Perhaps, though, it is about starting the rest of his life rather than walking away from the board. The latter was parked in 2001 when he was first transfixed by divers at his local swimming pool in Plymouth. The whirlwind began then, and the summit has been reached now.

He has lost much in that time. Pieces of his youth he will never get back, and a father who never got to see him win an Olympic medal, passing before the first one of bronze in 2012. Two aspects of what it is to be that you can never replace.

There has also been gain, and growth. He has shown the courage to be himself, standing up as a champion of the LGBT+ community. He is a husband, and a father to a three-year-old son, who will both be embraced when he returns home.

Finally, with the help of Lee, he has the gold medal that brings all parts of him together.

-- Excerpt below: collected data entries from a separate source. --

//! Fixed-window request throttle.
//!
//! Every key gets a counter that starts with its first attempt. Attempts
//! inside the window bump the counter; once it passes the threshold the
//! attempt is rejected. The first attempt at or after the window's end starts
//! a fresh window with a count of one.
//!
//! Being a fixed window, up to twice the threshold can get through around a
//! window boundary (the tail of one window plus the head of the next).

use crate::clock::{Clock, SystemClock};
use crate::rate_limit_config::RateLimitConfig;
use std::collections::hash_map::Entry;
use std::collections::HashMap;
use std::sync::{Arc, Mutex, MutexGuard, PoisonError};
use std::time::{Duration, Instant};
use thiserror::Error;

#[derive(Debug, Clone, PartialEq, Eq, Error)]
pub enum ThrottleError {
    #[error("Throttle key must not be empty")]
    InvalidKey,
}

/// Counter state for one key
#[derive(Debug, Clone, PartialEq, Eq)]
pub struct ThrottleEntry {
    pub key: String,
    pub count: u32,
    pub window_start: Instant,
    pub last_seen: Instant,
}

impl ThrottleEntry {
    fn start(key: &str, now: Instant) -> Self {
        Self {
            key: key.to_string(),
            count: 1,
            window_start: now,
            last_seen: now,
        }
    }

    fn window_expired(&self, now: Instant, window: Duration) -> bool {
        now.saturating_duration_since(self.window_start) >= window
    }
}

/// Outcome of a single throttle check
#[derive(Debug, Clone, Copy, PartialEq, Eq)]
pub enum Decision {
    Admitted {
        count: u32,
        remaining: u32,
    },
    Rejected {
        count: u32,
        threshold: u32,
        /// Time left until the current window expires
        resets_in: Duration,
    },
}

impl Decision {
    pub fn is_admitted(&self) -> bool {
        matches!(self, Decision::Admitted { .. })
    }

    pub fn count(&self) -> u32 {
        match self {
            Decision::Admitted { count, .. } | Decision::Rejected { count, .. } => *count,
        }
    }
}

pub struct RequestThrottle {
    config: RateLimitConfig,
    entries: Mutex<HashMap<String, ThrottleEntry>>,
    clock: Arc<dyn Clock>,
}

impl RequestThrottle {
    /// Create a throttle driven by the system clock
    pub fn new(config: RateLimitConfig) -> Self {
        Self::with_clock(config, Arc::new(SystemClock))
    }

    pub fn with_clock(config: RateLimitConfig, clock: Arc<dyn Clock>) -> Self {
        Self {
            config,
            entries: Mutex::new(HashMap::new()),
            clock,
        }
    }

    /// Record an attempt for `key` at `now` and decide whether it is admitted
    pub fn check(&self, key: &str, now: Instant) -> Result<Decision, ThrottleError> {
        if key.trim().is_empty() {
            return Err(ThrottleError::InvalidKey);
        }

        let threshold = self.config.threshold;
        let window = self.config.window;
        let mut entries = self.lock_entries();

        let entry = match entries.entry(key.to_string()) {
            Entry::Occupied(occupied) => occupied.into_mut(),
            Entry::Vacant(vacant) => {
                vacant.insert(ThrottleEntry::start(key, now));
                return Ok(Decision::Admitted {
                    count: 1,
                    remaining: threshold.saturating_sub(1),
                });
            }
        };

        if entry.window_expired(now, window) {
            *entry = ThrottleEntry::start(key, now);
            return Ok(Decision::Admitted {
                count: 1,
                remaining: threshold.saturating_sub(1),
            });
        }

        entry.count = entry.count.saturating_add(1);
        entry.last_seen = entry.last_seen.max(now);

        if entry.count > threshold {
            let elapsed = now.saturating_duration_since(entry.window_start);
            Ok(Decision::Rejected {
                count: entry.count,
                threshold,
                resets_in: window.saturating_sub(elapsed),
            })
        } else {
            Ok(Decision::Admitted {
                count: entry.count,
                remaining: threshold - entry.count,
            })
        }
    }

    /// Same as [`check`](Self::check) with the instant taken from the clock
    pub fn check_now(&self, key: &str) -> Result<Decision, ThrottleError> {
        self.check(key, self.clock.now())
    }

    /// Snapshot of the entry tracked for `key`
    pub fn entry(&self, key: &str) -> Option<ThrottleEntry> {
        self.lock_entries().get(key).cloned()
    }

    pub fn len(&self) -> usize {
        self.lock_entries().len()
    }

    pub fn is_empty(&self) -> bool {
        self.len() == 0
    }

    /// Evict entries whose window is over and that have been idle for at
    /// least the retention period. Returns how many were removed.
    pub fn sweep(&self, now: Instant) -> usize {
        let window = self.config.window;
        let retention = self.config.retention;
        let mut entries = self.lock_entries();
        let before = entries.len();

        entries.retain(|_, entry| {
            !(entry.window_expired(now, window)
                && now.saturating_duration_since(entry.last_seen) >= retention)
        });

        before - entries.len()
    }

    pub fn sweep_now(&self) -> usize {
        self.sweep(self.clock.now())
    }

    // Every critical section leaves the map consistent, so a panic elsewhere
    // while holding the lock does not invalidate it.
    fn lock_entries(&self) -> MutexGuard<'_, HashMap<String, ThrottleEntry>> {
        self.entries.lock().unwrap_or_else(PoisonError::into_inner)
    }
}

impl Default for RequestThrottle {
    fn default() -> Self {
        Self::new(RateLimitConfig::default())
    }
}
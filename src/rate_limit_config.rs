use serde::{Deserialize, Serialize};
use std::time::Duration;

/// Fixed-window throttle settings
#[derive(Debug, Clone, PartialEq, Eq, Serialize, Deserialize)]
pub struct RateLimitConfig {
    /// Length of one counting window
    #[serde(with = "humantime_serde")]
    pub window: Duration,
    /// Attempts admitted per key per window
    pub threshold: u32,
    /// How long an idle, expired entry is kept before a sweep evicts it
    #[serde(with = "humantime_serde")]
    pub retention: Duration,
}

impl Default for RateLimitConfig {
    fn default() -> Self {
        Self {
            window: Duration::from_secs(60),
            threshold: 5,
            retention: Duration::from_secs(300),
        }
    }
}

impl RateLimitConfig {
    /// Create a config with the default retention
    pub fn new(window: Duration, threshold: u32) -> Self {
        Self {
            window,
            threshold,
            retention: Self::default().retention.max(window),
        }
    }

    pub fn with_retention(mut self, retention: Duration) -> Self {
        self.retention = retention;
        self
    }

    /// Validate rule parameters
    pub fn validate(&self) -> Result<(), String> {
        if self.threshold == 0 {
            return Err("Throttle threshold must be greater than 0".to_string());
        }
        if self.window.is_zero() {
            return Err("Throttle window must be greater than 0".to_string());
        }
        if self.retention < self.window {
            return Err("Throttle retention must not be shorter than the window".to_string());
        }
        Ok(())
    }
}

#[cfg(test)]
mod tests {
    use super::*;

    #[test]
    fn test_defaults() {
        let config = RateLimitConfig::default();
        assert_eq!(config.window, Duration::from_secs(60));
        assert_eq!(config.threshold, 5);
        assert!(config.validate().is_ok());
    }

    #[test]
    fn test_invalid_values() {
        assert!(RateLimitConfig::new(Duration::from_secs(60), 0).validate().is_err());
        assert!(RateLimitConfig::new(Duration::ZERO, 5).validate().is_err());
        assert!(RateLimitConfig::new(Duration::from_secs(60), 5)
            .with_retention(Duration::from_secs(30))
            .validate()
            .is_err());
    }

    #[test]
    fn test_new_keeps_retention_at_least_window() {
        let config = RateLimitConfig::new(Duration::from_secs(900), 5);
        assert_eq!(config.retention, Duration::from_secs(900));
    }

    #[test]
    fn test_humantime_serialization() {
        let json = serde_json::to_value(RateLimitConfig::default()).unwrap();
        assert_eq!(json["window"], "1m");
        assert_eq!(json["retention"], "5m");
        assert_eq!(json["threshold"], 5);
    }
}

He stated that, above all, “I’m a father and husband”. And in his most powerful statement, stated his pride in being an openly gay man who had reached this peak: “When I was younger I didn’t think I’d ever achieve anything because of who I was. To be an Olympic champion now just shows that you can achieve anything.”

He will always be one of Great Britain’s most well-known faces. This medal, along with whatever he achieves in the singles, will not enhance that.

It will confirm his standing as one of the country’s most admired Olympians. But most importantly of all, it will allow him to celebrate every aspect of a life and sport no longer at odds with each other.